Page 29 of Winter Halo


  I shut the thought off, not wanting to think about it. Not yet.

  The two men took me into the end cell on the left and dumped me facedown onto the single bunk. One adjusted my position so that I was in no danger of suffocating, then followed the other man out the door.

  As the sound of their footsteps faded, I said, Bear, spin slowly around so I can see what’s in the room.

  He obeyed. It was little more than a two-by-two-meter square that was barely big enough for the bed. There was nothing else in the room except for the camera perched squarely in one corner, aimed right at the bed. I couldn’t do anything until that was taken care of.

  I can short-circuit it, Bear suggested.

  Good idea. But start with the other cells first. We don’t want suspicions raised.

  As he broke our connection, then raced off, Cat returned. The women are in the dissection rooms. Her mental tones were solemn. They are being connected to the machines that will keep their flesh alive.

  So they’re still alive?

  At this point, yes.

  Which meant if I wanted any hope of stopping the procedure and giving them a chance, I would have to act quickly.

  Bear returned and sparks flew as the camera short-circuited. A few seconds later came the sound of running steps.
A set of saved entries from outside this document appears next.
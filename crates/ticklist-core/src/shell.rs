use std::io::{BufRead, Write};

use anyhow::anyhow;
use tracing::{debug, info, instrument, warn};

use crate::commands::{expand_command_abbrev, parse_position, report};
use crate::config::Config;
use crate::controller::{Command, Controller, Outcome};
use crate::render::Renderer;
use crate::storage::Storage;

const SHELL_COMMANDS: &[&str] = &[
    "add", "select", "complete", "edit", "delete", "done", "undo", "purge", "clear", "theme", "settings",
    "list", "help", "quit",
];

/// Settings menu open/closed flag. Any line that is not a menu item closes it.
#[derive(Debug, Clone, Copy, Default, PartialEq, Eq)]
pub struct SettingsMenu {
    open: bool,
}

impl SettingsMenu {
    pub fn is_open(&self) -> bool {
        self.open
    }

    pub fn toggle(&mut self) {
        self.open = !self.open;
    }

    pub fn close(&mut self) {
        self.open = false;
    }
}

#[derive(Debug, Clone, PartialEq, Eq)]
pub enum ShellLine {
    Text(String),
    Select(usize),
    Complete(usize),
    Edit(usize),
    Delete(usize),
    Done,
    Undo,
    Purge,
    Clear,
    Theme,
    Settings,
    List,
    Help,
    Quit,
}

impl ShellLine {
    pub fn is_menu_item(&self) -> bool {
        matches!(self, Self::Theme | Self::Clear)
    }
}

/// Lines starting with `:` are commands. `::text` and `:add text` add
/// `text` literally, so task text may itself start with `:`.
pub fn parse_line(line: &str) -> anyhow::Result<ShellLine> {
    let Some(rest) = line.trim_start().strip_prefix(':') else {
        return Ok(ShellLine::Text(line.to_string()));
    };
    if rest.starts_with(':') {
        return Ok(ShellLine::Text(rest.to_string()));
    }

    let rest = rest.trim_start();
    let (token, tail) = rest.split_once(char::is_whitespace).unwrap_or((rest, ""));
    if token.is_empty() {
        return Err(anyhow!("missing command after ':'"));
    }
    let name = expand_command_abbrev(token, SHELL_COMMANDS)
        .ok_or_else(|| anyhow!("unknown or ambiguous command: {token}"))?;
    if name == "add" {
        return Ok(ShellLine::Text(tail.to_string()));
    }
    let args: Vec<&str> = tail.split_whitespace().collect();

    let position = || -> anyhow::Result<usize> {
        match args.as_slice() {
            [one] => parse_position(one),
            _ => Err(anyhow!(":{name} takes exactly one task number")),
        }
    };

    let parsed = match name {
        "select" => ShellLine::Select(position()?),
        "complete" => ShellLine::Complete(position()?),
        "edit" => ShellLine::Edit(position()?),
        "delete" => ShellLine::Delete(position()?),
        "done" => ShellLine::Done,
        "undo" => ShellLine::Undo,
        "purge" => ShellLine::Purge,
        "clear" => ShellLine::Clear,
        "theme" => ShellLine::Theme,
        "settings" => ShellLine::Settings,
        "list" => ShellLine::List,
        "help" => ShellLine::Help,
        _ => ShellLine::Quit,
    };
    Ok(parsed)
}

/// Asks a yes/no question. Anything but `y`/`yes`, including end of
/// input, is a no.
pub fn ask_confirmation<R: BufRead, W: Write>(
    input: &mut R,
    out: &mut W,
    prompt: &str,
) -> anyhow::Result<bool> {
    write!(out, "{prompt} [y/N]: ")?;
    out.flush()?;

    let mut answer = String::new();
    if input.read_line(&mut answer)? == 0 {
        writeln!(out)?;
        return Ok(false);
    }

    Ok(matches!(
        answer.trim().to_ascii_lowercase().as_str(),
        "y" | "yes"
    ))
}

#[instrument(skip_all)]
pub fn run_shell<S: Storage, R: BufRead, W: Write>(
    controller: &mut Controller<S>,
    cfg: &Config,
    renderer: &Renderer,
    mut input: R,
    out: &mut W,
) -> anyhow::Result<()> {
    info!("starting interactive shell");
    let confirm_clear = cfg.confirmation;
    let mut menu = SettingsMenu::default();

    writeln!(out, "Type a task and press Enter. :help lists commands.")?;
    renderer.render(controller, out)?;

    loop {
        write!(out, "> ")?;
        out.flush()?;

        let mut raw = String::new();
        if input.read_line(&mut raw)? == 0 {
            writeln!(out)?;
            break;
        }
        let line = raw.trim_end_matches(['\r', '\n']);

        let parsed = match parse_line(line) {
            Ok(parsed) => parsed,
            Err(err) => {
                menu.close();
                writeln!(out, "error: {err:#}")?;
                continue;
            }
        };
        debug!(?parsed, "shell line");

        match parsed {
            ShellLine::Settings => menu.toggle(),
            ref other if !other.is_menu_item() => menu.close(),
            _ => {}
        }

        let result = match parsed {
            ShellLine::Quit => break,
            ShellLine::Help => {
                write_help(out)?;
                continue;
            }
            ShellLine::List | ShellLine::Settings => Ok(None),
            ShellLine::Edit(pos) => edit_interactive(controller, pos, &mut input, out).map(Some),
            ShellLine::Clear => {
                let confirmed = !confirm_clear
                    || ask_confirmation(&mut input, out, "Delete all tasks?")?;
                controller.apply(Command::ClearAll { confirmed }).map(Some)
            }
            other => match command_for(other) {
                Some(command) => controller
                    .apply(command)
                    .map(|outcome| Some(outcome).filter(|o| *o != Outcome::Ignored)),
                None => Ok(None),
            },
        };

        match result {
            Ok(Some(outcome)) => report(out, &outcome)?,
            Ok(None) => {}
            Err(err) => {
                warn!(error = %err, "shell command failed");
                writeln!(out, "error: {err:#}")?;
            }
        }

        renderer.render(controller, out)?;
        if menu.is_open() {
            renderer.render_settings_menu(controller.theme(), out)?;
        }
    }

    info!("shell finished");
    Ok(())
}

fn command_for(line: ShellLine) -> Option<Command> {
    let command = match line {
        ShellLine::Text(text) => Command::Add(text),
        ShellLine::Select(pos) => Command::ToggleSelect(pos),
        ShellLine::Complete(pos) => Command::ToggleComplete(pos),
        ShellLine::Delete(pos) => Command::Delete(pos),
        ShellLine::Done => Command::MarkSelectedDone,
        ShellLine::Undo => Command::UndoSelectedDone,
        ShellLine::Purge => Command::DeleteSelected,
        ShellLine::Theme => Command::ToggleTheme,
        ShellLine::Edit(_)
        | ShellLine::Clear
        | ShellLine::Settings
        | ShellLine::List
        | ShellLine::Help
        | ShellLine::Quit => return None,
    };
    Some(command)
}

/// Shows the current text, reads one reply line, and commits it. End of
/// input cancels the edit.
fn edit_interactive<S: Storage, R: BufRead, W: Write>(
    controller: &mut Controller<S>,
    pos: usize,
    input: &mut R,
    out: &mut W,
) -> anyhow::Result<Outcome> {
    let request = match controller.apply(Command::RequestEdit(pos))? {
        Outcome::EditRequested(request) => request,
        other => return Ok(other),
    };
    report(out, &Outcome::EditRequested(request.clone()))?;
    write!(out, "New text (empty to cancel): ")?;
    out.flush()?;

    let mut raw = String::new();
    let reply = if input.read_line(&mut raw)? == 0 {
        writeln!(out)?;
        None
    } else {
        Some(raw.trim_end_matches(['\r', '\n']).to_string())
    };

    controller.apply(Command::CommitEdit { request, reply })
}

fn write_help<W: Write>(out: &mut W) -> anyhow::Result<()> {
    writeln!(
        out,
        "Type text and press Enter to add a task.\n\
         ::text      add text that starts with ':' (or :add text)\n\
         :select n   toggle the checkbox of task n\n\
         :complete n toggle completion of task n\n\
         :edit n     rename task n\n\
         :delete n   delete task n\n\
         :done       mark selected tasks done\n\
         :undo       undo done on selected tasks\n\
         :purge      delete selected tasks\n\
         :settings   open or close the settings menu (:theme, :clear)\n\
         :list       show the list\n\
         :quit       leave the shell"
    )?;
    Ok(())
}

#[cfg(test)]
mod tests {
    use std::io::Cursor;

    use super::{ShellLine, ask_confirmation, parse_line, run_shell};
    use crate::config::Config;
    use crate::controller::Controller;
    use crate::render::Renderer;
    use crate::storage::{MemoryStorage, Storage, TASKS_KEY};
    use crate::theme::Theme;

    fn drive(controller: &mut Controller<MemoryStorage>, script: &str) -> String {
        let mut out = Vec::new();
        run_shell(
            controller,
            &Config::default(),
            &Renderer::plain().with_command_prefix(":"),
            Cursor::new(script.as_bytes().to_vec()),
            &mut out,
        )
        .expect("shell");
        String::from_utf8(out).expect("utf8")
    }

    #[test]
    fn parses_commands_and_text() {
        assert_eq!(
            parse_line("Buy milk").expect("parse"),
            ShellLine::Text("Buy milk".to_string())
        );
        assert_eq!(parse_line(":sel 2").expect("parse"), ShellLine::Select(1));
        assert_eq!(parse_line(":q").expect("parse"), ShellLine::Quit);
        assert!(parse_line(":d").is_err());
        assert!(parse_line(":edit").is_err());
        assert!(parse_line(":").is_err());
    }

    #[test]
    fn text_starting_with_colon_is_added_through_escape() {
        assert_eq!(
            parse_line("::) call mom").expect("parse"),
            ShellLine::Text(":) call mom".to_string())
        );
        assert_eq!(
            parse_line(":add :) call mom").expect("parse"),
            ShellLine::Text(":) call mom".to_string())
        );
        assert!(parse_line(":) call mom").is_err());

        let mut controller = Controller::new(MemoryStorage::new());
        drive(&mut controller, "::) call mom\n:a :quit\n:quit\n");

        let texts: Vec<&str> = controller.tasks().iter().map(|t| t.text.as_str()).collect();
        assert_eq!(texts, vec![":) call mom", ":quit"]);
    }

    #[test]
    fn text_lines_add_tasks_and_blank_lines_do_not() {
        let mut controller = Controller::new(MemoryStorage::new());
        drive(&mut controller, "Buy milk\n   \n\nWalk dog\n:quit\n");

        let texts: Vec<&str> = controller.tasks().iter().map(|t| t.text.as_str()).collect();
        assert_eq!(texts, vec!["Buy milk", "Walk dog"]);
    }

    #[test]
    fn edit_reads_the_next_line_as_reply() {
        let mut controller = Controller::new(MemoryStorage::new());
        drive(&mut controller, "A\n:edit 1\nRenamed\n:edit 1\n\n");

        assert_eq!(
            controller.tasks().get(0).map(|t| t.text.as_str()),
            Some("Renamed")
        );
    }

    #[test]
    fn edit_cancelled_by_end_of_input() {
        let mut controller = Controller::new(MemoryStorage::new());
        drive(&mut controller, "A\n:edit 1\n");

        assert_eq!(controller.tasks().get(0).map(|t| t.text.as_str()), Some("A"));
    }

    #[test]
    fn clear_requires_yes() {
        let mut controller = Controller::new(MemoryStorage::new());
        drive(&mut controller, "A\n:clear\nn\n");
        assert_eq!(controller.tasks().len(), 1);

        drive(&mut controller, ":clear\nyes\n");
        assert!(controller.tasks().is_empty());
        assert_eq!(controller.storage().get_item(TASKS_KEY).expect("get"), None);
    }

    #[test]
    fn settings_menu_closes_on_outside_line() {
        let mut controller = Controller::new(MemoryStorage::new());
        let out = drive(&mut controller, ":settings\n:theme\nA\n");

        assert_eq!(controller.theme(), Theme::Dark);
        assert_eq!(out.matches("Settings: dark mode").count(), 2);
        let after_add = out.rsplit("Added task 1.").next().expect("add report");
        assert!(!after_add.contains("Settings:"));
    }

    #[test]
    fn bad_position_reports_error_and_continues() {
        let mut controller = Controller::new(MemoryStorage::new());
        let out = drive(&mut controller, ":del 4\nA\n");

        assert!(out.contains("error: no task #4"));
        assert_eq!(controller.tasks().len(), 1);
    }

    #[test]
    fn confirmation_accepts_only_yes() {
        let mut out = Vec::new();
        assert!(ask_confirmation(&mut Cursor::new("Y\n"), &mut out, "ok?").expect("ask"));
        assert!(!ask_confirmation(&mut Cursor::new("sure\n"), &mut out, "ok?").expect("ask"));
        assert!(!ask_confirmation(&mut Cursor::new(""), &mut out, "ok?").expect("ask"));
    }
}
  Guards, Bear supplied helpfully. They’re checking all the rooms.

  The heavy steps came closer and then someone who smelled faintly of garlic came into the room. “This one’s out, too,” he said, voice loud. “Why the hell would all six go out like that?”

  “How the fuck would I know?” came the reply from the next room. “Do I look like a technician to you?”

  “No, you look like a dick, but I won’t hold that against you.”

  “Asshole,” was the good-natured reply. “For that, you can report back to Tech Support.”

  Garlic Man snorted. “I can’t see how it even matters. They’re all comatose, so it’s not like they can actually do anything.”

  “We’re being paid good money to watch the near dead, so quit the grumbling and go report to the tech heads.”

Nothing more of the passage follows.